▶ EXERCISE DETAILS: For this exercise, repeat the listing below from its first line through the line containing "use crate::photo::Photo;", exactly as written.

▶ MATERIAL FOR THIS TASK:
//! Block IR – renderer-agnostic layout instructions produced by the
//! assemblers and consumed by the layout stage.
//!
//! Blocks carry styled content only; every business decision has already
//! been taken by the time a block exists.

use crate::photo::Photo;
use crate::style::{CardStyle, Color, TextAlign, TextStyle};

/// A single run of styled text. May wrap over several lines.
#[derive(Debug, Clone, PartialEq)]
pub struct TextBlock {
    pub text: String,
    pub style: TextStyle,
}

impl TextBlock {
    pub fn new(text: impl Into<String>, style: TextStyle) -> Self {
        Self {
            text: text.into(),
            style,
        }
    }
}

#[derive(Debug, Clone, Copy, PartialEq, Eq)]
pub enum RuleKind {
    Solid,
    Dashed,
}

/// A horizontal line across the content width.
#[derive(Debug, Clone, Copy, PartialEq)]
pub struct Rule {
    pub thickness: f32,
    pub color: Color,
    pub kind: RuleKind,
}

impl Rule {
    pub fn solid(thickness: f32, color: Color) -> Self {
        Self {
            thickness,
            color,
            kind: RuleKind::Solid,
        }
    }

    pub fn dashed(thickness: f32, color: Color) -> Self {
        Self {
            thickness,
            color,
            kind: RuleKind::Dashed,
        }
    }
}

/// Column of a [`Table`]; `width` is a fraction of the table width.
#[derive(Debug, Clone, Copy, PartialEq)]
pub struct Column {
    pub width: f32,
    pub align: TextAlign,
}

#[derive(Debug, Clone, PartialEq)]
pub struct TableRow {
    pub cells: Vec<String>,
    pub style: TextStyle,
    /// Per-column style overrides (e.g. an accent-coloured value cell).
    pub cell_styles: Vec<Option<TextStyle>>,
    pub background: Option<Color>,
    pub rule_above: Option<Rule>,
    pub padding: f32,
}

impl TableRow {
    pub fn new(cells: Vec<String>, style: TextStyle) -> Self {
        Self {
            cells,
            style,
            cell_styles: Vec::new(),
            background: None,
            rule_above: None,
            padding: 3.0,
        }
    }

    /// Style of column `i`, honouring overrides.
    pub fn style_for(&self, i: usize) -> &TextStyle {
        self.cell_styles
            .get(i)
            .and_then(Option::as_ref)
            .unwrap_or(&self.style)
    }

    /// Concatenated cell text, handy for assertions and logs.
    pub fn text(&self) -> String {
        self.cells
            .iter()
            .filter(|c| !c.is_empty())
            .cloned()
            .collect::<Vec<_>>()
            .join(" ")
    }
}

/// Rows of cells under fixed column widths. Used for the item list and the
/// key/value totals block.
#[derive(Debug, Clone, PartialEq)]
pub struct Table {
    pub columns: Vec<Column>,
    pub rows: Vec<TableRow>,
    /// Grid line colour; `None` draws no grid.
    pub grid: Option<Color>,
    /// Fraction of the content width the table occupies, right-aligned
    /// when less than 1.
    pub width: f32,
}

/// Photo next to a story paragraph, inside a tinted card.
#[derive(Debug, Clone, PartialEq)]
pub struct PhotoCard {
    pub photo: Photo,
    /// Photo edge length in points.
    pub photo_size: f32,
    pub heading: TextBlock,
    pub story: TextBlock,
    pub card: CardStyle,
}

#[derive(Debug, Clone, PartialEq)]
pub enum Block {
    Title(TextBlock),
    SectionHeader(TextBlock),
    Body(TextBlock),
    Table(Table),
    PhotoCard(PhotoCard),
    Rule(Rule),
    Spacer(f32),
}

impl Block {
    /// Plain text carried by the block, one entry per line / row.
    pub fn texts(&self) -> Vec<String> {
        match self {
            Block::Title(t) | Block::SectionHeader(t) | Block::Body(t) => {
                t.text.lines().map(str::to_string).collect()
            }
            Block::Table(table) => table.rows.iter().map(TableRow::text).collect(),
            Block::PhotoCard(card) => vec![card.heading.text.clone(), card.story.text.clone()],
            Block::Rule(_) | Block::Spacer(_) => Vec::new(),
        }
    }
}

/// Every text line of a document, in order.
pub fn document_text(blocks: &[Block]) -> Vec<String> {
    blocks.iter().flat_map(Block::texts).collect()
}
//! receipts – command-line receipt and kitchen ticket renderer.
//!
//! Usage:
//!   receipts <order.json> [--out-dir DIR] [--kind customer|kitchen|both]
//!            [--layout-json] [--photos DIR]
//!   receipts --sample [--out-dir DIR] [--photos DIR]
//!
//! Output files are named after the order number, e.g.
//! `customer_receipt_LF-4829.pdf` and `kitchen_ticket_LF-4829.pdf`.

use std::{
    env, fs,
    path::{Path, PathBuf},
    process,
};

use receipt_forge::layout_config::LayoutConfig;
use receipt_forge::pipeline::write_atomically;
use receipt_forge::samples::render_samples;
use receipt_forge::{DocumentKind, FsPhotoSource, Order, ReceiptRenderer};

fn main() {
    env_logger::init();

    let args: Vec<String> = env::args().collect();

    let mut input_path: Option<PathBuf> = None;
    let mut out_dir = PathBuf::from(".");
    let mut kinds = vec![DocumentKind::CustomerReceipt, DocumentKind::KitchenTicket];
    let mut layout_json = false;
    let mut photos_dir: Option<PathBuf> = None;
    let mut sample = false;

    let mut iter = args.iter().skip(1);
    while let Some(arg) = iter.next() {
        match arg.as_str() {
            "--out-dir" | "-o" => out_dir = PathBuf::from(flag_value(&mut iter, arg, &args[0])),
            "--photos" | "-p" => photos_dir = Some(PathBuf::from(flag_value(&mut iter, arg, &args[0]))),
            "--kind" | "-k" => {
                kinds = match flag_value(&mut iter, arg, &args[0]) {
                    "customer" => vec![DocumentKind::CustomerReceipt],
                    "kitchen" => vec![DocumentKind::KitchenTicket],
                    "both" => vec![DocumentKind::CustomerReceipt, DocumentKind::KitchenTicket],
                    other => {
                        eprintln!("Unknown document kind: {other}");
                        print_usage(&args[0]);
                        process::exit(1);
                    }
                }
            }
            "--layout-json" => layout_json = true,
            "--sample" => sample = true,
            "--help" | "-h" => {
                print_usage(&args[0]);
                process::exit(0);
            }
            other if other.starts_with('-') => {
                eprintln!("Unknown flag: {other}");
                print_usage(&args[0]);
                process::exit(1);
            }
            path => {
                if input_path.is_some() {
                    eprintln!("Unexpected argument: {path}");
                    print_usage(&args[0]);
                    process::exit(1);
                }
                input_path = Some(PathBuf::from(path));
            }
        }
    }

    let mut renderer = ReceiptRenderer::new();
    if let Some(dir) = photos_dir {
        renderer = renderer.with_photo_source(FsPhotoSource::with_base_dir(dir));
    }

    if sample {
        match render_samples(&renderer, &out_dir) {
            Ok(paths) => {
                for p in paths {
                    eprintln!("Wrote '{}'", p.display());
                }
            }
            Err(e) => {
                eprintln!("Error rendering samples: {e}");
                process::exit(1);
            }
        }
        return;
    }

    let input = match input_path {
        Some(p) => p,
        None => {
            eprintln!("Error: no order file specified.");
            print_usage(&args[0]);
            process::exit(1);
        }
    };

    let json = match fs::read_to_string(&input) {
        Ok(s) => s,
        Err(e) => {
            eprintln!("Error reading '{}': {e}", input.display());
            process::exit(1);
        }
    };

    let order = match Order::from_json(&json) {
        Ok(o) => o,
        Err(e) => {
            eprintln!("Error in '{}': {e}", input.display());
            process::exit(1);
        }
    };

    let now = chrono::Local::now().naive_local();
    for kind in kinds {
        let stem = kind.file_stem(&order);
        let output = out_dir.join(format!("{stem}.pdf"));

        let (bytes, layout) = match renderer.render_at(kind, &order, now) {
            Ok(r) => r,
            Err(e) => {
                eprintln!("Error rendering {kind}: {e}");
                process::exit(1);
            }
        };
        if let Err(e) = write_atomically(&output, &bytes) {
            eprintln!("Error writing '{}': {e}", output.display());
            process::exit(1);
        }
        if layout_json {
            write_layout(&layout, &out_dir.join(format!("{stem}.json")));
        }

        let pages = layout.pages.len();
        eprintln!(
            "Wrote '{}' ({} bytes, {} page{})",
            output.display(),
            bytes.len(),
            pages,
            if pages == 1 { "" } else { "s" }
        );
    }
}

fn flag_value<'a>(iter: &mut impl Iterator<Item = &'a String>, flag: &str, prog: &str) -> &'a str {
    match iter.next() {
        Some(v) => v.as_str(),
        None => {
            eprintln!("Missing value for {flag}");
            print_usage(prog);
            process::exit(1);
        }
    }
}

fn write_layout(layout: &LayoutConfig, path: &Path) {
    if let Err(e) = write_atomically(path, layout.to_json().as_bytes()) {
        eprintln!("Error writing '{}': {e}", path.display());
        process::exit(1);
    }
}

fn print_usage(prog: &str) {
    eprintln!("receipts – delivery order receipts as PDF (receipt-forge)");
    eprintln!();
    eprintln!("Usage:");
    eprintln!("  {prog} <order.json> [--out-dir DIR] [--kind customer|kitchen|both] [--layout-json] [--photos DIR]");
    eprintln!("  {prog} --sample [--out-dir DIR] [--photos DIR]");
    eprintln!();
    eprintln!("Arguments:");
    eprintln!("  <order.json>     Order record as produced by the ordering backend");
    eprintln!();
    eprintln!("Flags:");
    eprintln!("  --out-dir, -o    Directory for the output files (default: current directory)");
    eprintln!("  --kind, -k       Which document to render (default: both)");
    eprintln!("  --layout-json    Also write the computed layout next to each PDF");
    eprintln!("  --photos, -p     Directory that relative photo references resolve against");
    eprintln!("  --sample         Render the demo orders instead of reading a file");
    eprintln!("  --help           Print this message");
}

▶ FINISHED TASK:
//! Block IR – renderer-agnostic layout instructions produced by the
//! assemblers and consumed by the layout stage.
//!
//! Blocks carry styled content only; every business decision has already
//! been taken by the time a block exists.

use crate::photo::Photo;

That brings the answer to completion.